I need to make a huge effort to be a better friend this year. Return calls, write thank you notes and try to make time without involving the kid to spend time with them. I am getting not-so-subtle cues that I'm a bore and a trial lately. Guilty as charged - I'm hip.
I think about this daily. And I do what I can. But the fact that the Christmas cards are still not out is proof of the pudding - life continues to use me like too little butter over too much bread. I try to be my best every time - and some days, I'm better than others. This, like most things, remains a work in progress.
I want to find a way to get an automatic dishwasher in - if I can do that much, I can ride out the wait to rehab the entire house. As it is, we'll have to move everything out of the little house into proper storage as it continues to deteriorate. There's no choice in the matter anymore.

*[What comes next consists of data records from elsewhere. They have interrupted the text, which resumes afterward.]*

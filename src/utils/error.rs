use thiserror::Error;

/// 生日輸入的驗證失敗，皆為使用者可修正的情況。
#[derive(Error, Debug, Clone, PartialEq, Eq)]
pub enum BirthDateError {
    #[error("Malformed birth date input: {input:?}")]
    MalformedInput { input: String },

    #[error("Birth year {year} is outside {min_year}..={max_year}")]
    YearOutOfRange {
        year: i32,
        min_year: i32,
        max_year: i32,
    },

    #[error("Not a real calendar date: {year:04}-{month:02}-{day:02}")]
    InvalidCalendarDate { year: i32, month: u32, day: u32 },
}

impl BirthDateError {
    /// 回覆給聊天使用者的訊息
    pub fn user_message(&self) -> String {
        match self {
            BirthDateError::MalformedInput { .. } => "請輸入正確格式：YYYY-MM-DD".to_string(),
            BirthDateError::YearOutOfRange { min_year, .. } => {
                format!("請輸入正確年份範圍：{}~現在", min_year)
            }
            BirthDateError::InvalidCalendarDate { .. } => {
                "請輸入存在的日期，例如 1990-05-20".to_string()
            }
        }
    }
}

#[derive(Error, Debug)]
pub enum LuckError {
    #[error("Birth date rejected: {0}")]
    Validation(#[from] BirthDateError),

    #[error("API request failed: {0}")]
    ApiError(#[from] reqwest::Error),

    #[error("IO error: {0}")]
    IoError(#[from] std::io::Error),

    #[error("Serialization error: {0}")]
    SerializationError(#[from] serde_json::Error),

    #[error("Configuration error in {field}: {message}")]
    ConfigValidationError { field: String, message: String },

    #[error("Invalid value {value:?} for {field}: {reason}")]
    InvalidConfigValueError {
        field: String,
        value: String,
        reason: String,
    },

    #[error("Missing required configuration: {field}")]
    MissingConfigError { field: String },

    #[error("Narrative generation failed: {message}")]
    NarrativeError { message: String },
}

impl LuckError {
    pub fn is_validation(&self) -> bool {
        matches!(self, LuckError::Validation(_))
    }

    pub fn user_friendly_message(&self) -> String {
        match self {
            LuckError::Validation(e) => e.user_message(),
            LuckError::ApiError(_) | LuckError::NarrativeError { .. } => {
                "無法取得解說文字".to_string()
            }
            LuckError::IoError(e) => format!("檔案讀取失敗：{}", e),
            LuckError::SerializationError(e) => format!("輸出格式化失敗：{}", e),
            LuckError::ConfigValidationError { field, message } => {
                format!("設定檔錯誤 ({})：{}", field, message)
            }
            LuckError::InvalidConfigValueError { field, reason, .. } => {
                format!("設定值無效 ({})：{}", field, reason)
            }
            LuckError::MissingConfigError { field } => format!("缺少必要設定：{}", field),
        }
    }

    pub fn recovery_suggestion(&self) -> &'static str {
        match self {
            LuckError::Validation(_) => "Enter the birth date as YYYY-MM-DD or YYYY/MM/DD",
            LuckError::ApiError(_) | LuckError::NarrativeError { .. } => {
                "Check the narrative endpoint, API key and network, then retry"
            }
            LuckError::IoError(_) => "Make sure the file exists and is readable",
            LuckError::SerializationError(_) => "Retry without --json",
            LuckError::ConfigValidationError { .. }
            | LuckError::InvalidConfigValueError { .. }
            | LuckError::MissingConfigError { .. } => {
                "Fix the configuration file or command line flags"
            }
        }
    }
}

pub type Result<T> = std::result::Result<T, LuckError>;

We had the money. For about 24 hours and then Jim's car blew the head gasket. That's where the dishwasher went. It looks like a driveable car, but it's a dishwasher - just squint a little.
Tie a big knot in it and hope we continue to survive this recession in one piece. We have been VERY fortunate.
We're both working harder, having taken on more responsibilities at both our jobs. We're hanging in there. Jim is making more (yay Union Contracts), but I haven't seen a raise since I went permanent with the company in 2009 and I don't expect one anytime soon. I'm still looking at ways to rein in any unnecessary money leaving the house - but so far, so good. And I think we're going to see the economy get better this year (it's actually been getting better, it's just not translating into a lot of jobs yet) - it's just a matter of waiting it out.
Whipped cream - a trip outside of the obligatory one to Kentucky this June. Hawaii would make me very happy. Japan would make me ecstatic.
We made the trip to Kentucky. Just. There won't be another one for the forseable. Hawaii? Japan? That would require money, and most of this year there wasn't any. The universe laughs at me.
So, let's throw some darts at this year and see which ones stick.
If Mom leaves this year, the dynamics that will change within my family of origin will be earth-splitting. Even if she doesn't, I expect some things will resolve, morph a bit and could either improve dramatically or hit the toilet.
As we continue to adapt, us to Xander and Xander to us, some attention will be paid to the amount of weight we both put on while trying to wheedle him to eat more, and more often. Both of us put on thirty pounds each, easily. It took me nine months to take that off before, I know I can do it again - getting Jim to play along? May not be nearly as successful.
I've been thinking a LOT about Ranma: Motherhood (both in a 'YEAH I WANNA GET SOMETHING DONE' and a cringing, more than a little embarrassed 'there are a LOT of things wrong with this, not the least of which is that this is fan fiction' - and have not found five minutes to actually, yanno, stop and WRITE part of it. Something else will have to give way for me to get that time, but damn if I know what it's going to be. But I want to fix what's broken with this ditty and get it done.
I hope we continue to wait for Sierra. But today, it's not a sure thing at all.
I'm going to see my friends up north more often. So be it.
We are going to formalize the godparent committee, on paper, in legal form, as part of our wills.
I am going to do whatever I can to get to Hawaii this year. It's the 10th anniversary, and it deserves something special.
We're not going to make many changes as far as jobs go, if we are very fortunate - it's working as it is, and I don't need to rock the boat.
Garden in the back, hopefully with more variety of things - I managed some VERY nice tomatoes this year, but that was about the extent of it. But I did grow actual edible food back there. It can be done.
Okay, pie in the sky:
We find a way to fund the rehab and get started.
2011, so far? You are peaceful and accommodating. I'll take it.
2010 - thanks for everything. No, really. Thanks. I will probably miss you a lot.